===== Provided records

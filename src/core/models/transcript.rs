//! Transcript model

use super::{CourseRecord, Grade, UNSET_GRADE_VALUE};
use crate::core::codec::CourseId;
use std::collections::HashMap;

/// Parsed transcript: per-course tables plus the order records appeared in
///
/// A course id that appears on several lines keeps only its last record, but
/// every line still holds its place in [`Transcript::order`].
#[derive(Debug, Clone, Default)]
pub struct Transcript {
    /// Ids in input order, one entry per parsed line
    order: Vec<CourseId>,

    /// Latest record for each id
    records: HashMap<CourseId, CourseRecord>,
}

impl Transcript {
    /// Create an empty transcript
    #[must_use]
    pub fn new() -> Self {
        Self::default()
    }

    /// Add a record, replacing any earlier record with the same id
    ///
    /// # Returns
    /// The replaced record, if there was one
    pub fn insert(&mut self, record: CourseRecord) -> Option<CourseRecord> {
        self.order.push(record.id);
        self.records.insert(record.id, record)
    }

    /// Ids in input order (duplicates included)
    #[must_use]
    pub fn order(&self) -> &[CourseId] {
        &self.order
    }

    /// Record for an id
    #[must_use]
    pub fn get(&self, id: CourseId) -> Option<&CourseRecord> {
        self.records.get(&id)
    }

    /// Record for a course code
    #[must_use]
    pub fn get_by_code(&self, code: &str) -> Option<&CourseRecord> {
        CourseId::encode(code).ok().and_then(|id| self.get(id))
    }

    /// Records in input order, one per parsed line
    pub fn records(&self) -> impl Iterator<Item = &CourseRecord> + '_ {
        self.order.iter().filter_map(|id| self.records.get(id))
    }

    /// Grade recorded for an id, `None` if it was never a record subject
    #[must_use]
    pub fn grade(&self, id: CourseId) -> Option<Grade> {
        self.get(id).map(|record| record.grade)
    }

    /// Integer grade value for an id, [`UNSET_GRADE_VALUE`] if unseen
    #[must_use]
    pub fn grade_value(&self, id: CourseId) -> i32 {
        self.grade(id).map_or(UNSET_GRADE_VALUE, Grade::value)
    }

    /// Whether the id has a passing grade (D or better)
    #[must_use]
    pub fn is_passed(&self, id: CourseId) -> bool {
        self.grade(id).is_some_and(Grade::is_passing)
    }

    /// Number of parsed lines
    #[must_use]
    pub fn len(&self) -> usize {
        self.order.len()
    }

    /// Whether no lines were parsed
    #[must_use]
    pub fn is_empty(&self) -> bool {
        self.order.is_empty()
    }

    /// Number of distinct course ids
    #[must_use]
    pub fn course_count(&self) -> usize {
        self.records.len()
    }
}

==========

- [What you have to do]:
Identify all lines in the records above with the word "Whether".

- [Answer box]:
    /// Whether the id has a passing grade (D or better)
    /// Whether no lines were parsed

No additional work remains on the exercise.